4.3. Ai fini della causalita’ materiale nell’ambito della responsabilita’ aquiliana la giurisprudenza e la dottrina prevalenti, in applicazione dei principi penalistici, di cui agli articoli 40 e 41 c.p., ritengono che un evento e’ da considerare causato da un altro se, ferme restando le altre condizioni, il primo non si sarebbe verificato in assenza del secondo (c.d. teoria della condicio sine qua non).
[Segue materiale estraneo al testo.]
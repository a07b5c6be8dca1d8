//! `UniverseResolver`: turns a `UniverseFilter` into a deduplicated,
//! deterministically ordered ticker list (spec §4.4).

use std::collections::HashSet;

use crate::models::{TickerRef, UniverseFilter};

/// Apply the full resolution algorithm from spec §4.4 to an already-fetched
/// reference roster. Fetching + caching the roster is `DataGateway`'s job;
/// this function is the pure filter/dedupe/sort step, kept separate so it's
/// trivially unit-testable without a provider.
pub fn resolve(roster: &[TickerRef], filter: &UniverseFilter) -> Vec<TickerRef> {
    let mut seen = HashSet::new();
    let mut out: Vec<TickerRef> = roster
        .iter()
        .filter(|r| !r.is_suspended_or_delisting())
        .filter(|r| filter.matches_market(r.ticker.market.as_tag()))
        .filter(|r| filter.matches_industry(&r.industry))
        .filter(|r| seen.insert(r.ticker.code.clone()))
        .cloned()
        .collect();
    out.sort_by(|a, b| a.ticker.code.cmp(&b.ticker.code));
    out
}
//! Per-ticker fundamentals. Fields are `Option<f64>` because missing data is
//! "absent", never zero — strategies must distinguish the two (spec §3).

use serde::{Deserialize, Serialize};

#[derive(Debug, Clone, Copy, Default, Serialize, Deserialize)]
#[serde(default)]
pub struct Fundamentals {
    pub pe: Option<f64>,
    pub pb: Option<f64>,
    pub roe: Option<f64>,
    pub revenue_growth_yoy: Option<f64>,
    pub profit_growth_yoy: Option<f64>,
    pub debt_ratio: Option<f64>,
    pub current_ratio: Option<f64>,
    pub dividend_yield: Option<f64>,
    pub payout_ratio: Option<f64>,
    pub gross_margin: Option<f64>,
    pub rd_ratio: Option<f64>,
    pub market_cap: Option<f64>,
}

impl Fundamentals {
    /// Accessor table keyed by the field names used in `ParamSpec.field`.
    /// Mirrors the teacher's column-name accessor pattern (`column_to_f64`)
    /// rather than reflecting over struct fields at runtime.
    pub fn get(&self, field: &str) -> Option<f64> {
        match field {
            "pe" => self.pe,
            "pb" => self.pb,
            "roe" => self.roe,
            "revenue_growth_yoy" => self.revenue_growth_yoy,
            "profit_growth_yoy" => self.profit_growth_yoy,
            "debt_ratio" => self.debt_ratio,
            "current_ratio" => self.current_ratio,
            "dividend_yield" => self.dividend_yield,
            "payout_ratio" => self.payout_ratio,
            "gross_margin" => self.gross_margin,
            "rd_ratio" => self.rd_ratio,
            "market_cap" => self.market_cap,
            _ => None,
        }
    }
}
Il rigore del principio dell’equivalenza delle cause, posto dall’articolo 41 c.p., in base al quale, se la produzione di un evento dannoso e’ riferibile a piu’ azioni od omissioni, deve riconoscersi ad ognuna di esse efficienza causale, trova il suo temperamento nel principio di causalita’ efficiente, desumibile dal secondo comma dell’articolo 41 c.p., in base al quale l’evento dannoso deve essere attribuito esclusivamente all’autore della condotta sopravvenuta, solo se questa condotta risulti tale da rendere irrilevanti le altre cause preesistenti, ponendosi al di fuori delle normali linee di sviluppo della serie causale gia’ in atto (Cass. 19.12.2006, n. 27168; Cass. 8.9.2006, n. 19297; Cass. 10.3.2006, n. 5254; Cass. 15.1.1996, n. 268).
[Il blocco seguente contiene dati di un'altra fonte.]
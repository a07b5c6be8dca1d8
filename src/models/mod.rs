pub mod fundamentals;
pub mod indicators;
pub mod job;
pub mod quote;
pub mod scored;
pub mod strategy;
pub mod ticker;

pub use fundamentals::Fundamentals;
pub use indicators::IndicatorSet;
pub use job::{
    AnalyzedStats, CancelOutcome, FinalResult, Job, JobState, ProgressView, ResultOutcome, Stage, StartRequest,
    UniverseFilter,
};
pub use quote::{History, HistoryBar, QuoteSnapshot};
pub use scored::{Grade, ScoredStock};
pub use strategy::{BoundKind, ParamSpec, StrategyDefinition, StrategyParameters};
pub use ticker::{Market, Ticker, TickerRef};

/// A ticker's merged view across providers + derived indicators, handed to
/// the `StrategyEvaluator`. Assembled per-ticker by a `JobEngine` worker.
#[derive(Debug, Clone)]
pub struct TickerData {
    pub ticker_ref: TickerRef,
    pub snapshot: QuoteSnapshot,
    pub history: History,
    pub fundamentals: Fundamentals,
    pub indicators: IndicatorSet,
    /// Name of the provider that served this ticker's data, or `"mixed"` if
    /// the three fetches didn't all land on the same one.
    pub source: String,
}
//! RSI(14) using Wilder smoothing of gains/losses; first value emitted at
//! bar 14 (spec §4.5).

pub fn rsi_series(closes: &[f64], period: usize) -> Vec<Option<f64>> {
    let n = closes.len();
    if n <= period {
        return vec![None; n];
    }
    let mut out = vec![None; n];

    let mut gain_sum = 0.0;
    let mut loss_sum = 0.0;
    for i in 1..=period {
        let delta = closes[i] - closes[i - 1];
        if delta > 0.0 {
            gain_sum += delta;
        } else {
            loss_sum += -delta;
        }
    }
    let mut avg_gain = gain_sum / period as f64;
    let mut avg_loss = loss_sum / period as f64;
    out[period] = Some(rsi_from_averages(avg_gain, avg_loss));

    for i in (period + 1)..n {
        let delta = closes[i] - closes[i - 1];
        let (gain, loss) = if delta > 0.0 { (delta, 0.0) } else { (0.0, -delta) };
        avg_gain = (avg_gain * (period as f64 - 1.0) + gain) / period as f64;
        avg_loss = (avg_loss * (period as f64 - 1.0) + loss) / period as f64;
        out[i] = Some(rsi_from_averages(avg_gain, avg_loss));
    }

    out
}

fn rsi_from_averages(avg_gain: f64, avg_loss: f64) -> f64 {
    if avg_loss == 0.0 {
        return 100.0;
    }
    let rs = avg_gain / avg_loss;
    100.0 - 100.0 / (1.0 + rs)
}

pub fn rsi_latest(closes: &[f64], period: usize) -> Option<f64> {
    rsi_series(closes, period).into_iter().next_back().flatten()
}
Nel contempo non e’ sufficiente tale relazione causale per determinare una causalita’ giuridicamente rilevante, dovendosi, all’interno delle serie causali cosi’ determinate, dare rilievo a quelle soltanto che, nel momento in cui si produce l’evento causante non appaiano del tutto inverosimili, ma che si presentino come effetto non del tutto imprevedibile, secondo il principio della c.d. causalita’ adeguata o quella similare della ed. regolarita’ causale (ex multis: Cass. 1.3.2007; n. 4791; Cass. 6.7.2006, n. 15384; Cass. 27.9.2006, n. 21020; Cass. 3.12.2002, n. 17152; Cass. 10.5.2000 n. 5962).
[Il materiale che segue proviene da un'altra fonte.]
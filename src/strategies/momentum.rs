use super::helpers::*;
use crate::models::StrategyDefinition;

/// Technical breakout screen: healthy RSI band, active turnover, no
/// extreme valuation.
pub fn technical_momentum() -> StrategyDefinition {
    definition(
        "technical_momentum",
        "Technical Momentum",
        "momentum",
        "high",
        vec![
            hard("rsi14", Some(45.0), Some(80.0), 2.0),
            soft("turnover_rate", Some(2.0), None, 1.5),
            soft("pe", None, Some(100.0), 0.5),
            hard("market_cap", Some(200.0), None, 1.0),
        ],
        55.0,
    )
}

pub fn all() -> Vec<StrategyDefinition> {
    vec![technical_momentum()]
}
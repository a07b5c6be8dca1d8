//! KDJ(9, 3, 3): classical recursion from %K over a 9-bar rolling
//! high/low window, smoothed twice (spec §4.5).

use crate::models::{HistoryBar, indicators::Kdj};

/// Full K/D/J series, oldest-first. Absent until 9 bars exist.
pub fn kdj_series(bars: &[HistoryBar]) -> Vec<Kdj> {
    let n = bars.len();
    let mut out = vec![Kdj::default(); n];
    if n < 9 {
        return out;
    }

    // K and D seed at 50.0, the standard convention when no prior value
    // exists yet.
    let mut prev_k = 50.0;
    let mut prev_d = 50.0;

    for i in 8..n {
        let window = &bars[i + 1 - 9..=i];
        let highest = window.iter().map(|b| b.high).fold(f64::MIN, f64::max);
        let lowest = window.iter().map(|b| b.low).fold(f64::MAX, f64::min);
        let rsv = if (highest - lowest).abs() < f64::EPSILON {
            50.0
        } else {
            (bars[i].close - lowest) / (highest - lowest) * 100.0
        };

        let k = (2.0 / 3.0) * prev_k + (1.0 / 3.0) * rsv;
        let d = (2.0 / 3.0) * prev_d + (1.0 / 3.0) * k;
        let j = 3.0 * k - 2.0 * d;

        out[i] = Kdj { k: Some(k), d: Some(d), j: Some(j) };
        prev_k = k;
        prev_d = d;
    }

    out
}

pub fn kdj_latest(bars: &[HistoryBar]) -> Kdj {
    kdj_series(bars).into_iter().next_back().unwrap_or_default()
}
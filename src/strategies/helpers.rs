//! Constructors for `ParamSpec`/`StrategyDefinition` literals, mirroring the
//! teacher's `strategy()`/`call_leg()` builder helpers in
//! `strategies/helpers.rs`.

use std::collections::HashMap;

use crate::models::{BoundKind, ParamSpec, StrategyDefinition};

pub fn hard(field: &str, min: Option<f64>, max: Option<f64>, weight: f64) -> ParamSpec {
    ParamSpec { field: field.into(), min, max, weight: Some(weight), kind: BoundKind::Hard }
}

pub fn soft(field: &str, min: Option<f64>, max: Option<f64>, weight: f64) -> ParamSpec {
    ParamSpec { field: field.into(), min, max, weight: Some(weight), kind: BoundKind::Soft }
}

pub fn definition(
    id: &str,
    name: &str,
    category: &str,
    risk_level: &str,
    schema: Vec<ParamSpec>,
    min_score_default: f64,
) -> StrategyDefinition {
    StrategyDefinition {
        id: id.into(),
        name: name.into(),
        category: category.into(),
        risk_level: risk_level.into(),
        schema,
        default_parameters: HashMap::new(),
        min_score_default,
    }
}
4.4. Quindi, per la teoria della regolarita’ causale, ampiamente utilizzata anche negli ordinamenti di common law, ciascuno e’ responsabile soltanto delle conseguenze della sua condotta, attiva o omissiva, che appaiono sufficientemente prevedibili al momento nel quale ha agito, escludendosi in tal modo la responsabilita’ per tutte le conseguenze assolutamente atipiche o imprevedibili. Sulle modalita’ con le quali si deve compiere il giudizio di adeguatezza, se cioe’ con valutazione ex ante, al momento della condotta, o ex post, al momento del verificarsi delle conseguenze dannose, si e’ interrogata la dottrina tedesca ben piu’ di quella italiana, giungendo alle prevalenti conclusioni secondo le quali la valutazione della prevedibilita’ obiettiva deve compiersi ex ante, nel momento in cui la condotta e’ stata posta in essere, operandosi una “prognosi postuma”, nel senso che si deve accertare se, al momento in cui e’ avvenuta l’azione, era del tutto imprevedibile che ne sarebbe potuta discendere una data conseguenza. La teoria della regolarita’ causale, pur essendo la piu’ seguita dalla giurisprudenza, sia civile che penale, non e’ andata esente da critiche da parte della dottrina italiana, che non ha mancato di sottolineare che il giudizio di causalita’ adeguata, ove venisse compiuto con valutazione ex ante verrebbe a coincidere con il giudizio di accertamento della sussistenza dell’elemento soggettivo. Ma la censura non pare condivisibile, in quanto tale prevedibilita’ obbiettiva va esaminata in astratto e non in concreto ed il metro di valutazione da adottare non e’ quello della conoscenza dell’uomo medio ma delle migliori conoscenze scientifiche del momento (poiche’ non si tratta di accertare l’elemento soggettivo, ma il nesso causale).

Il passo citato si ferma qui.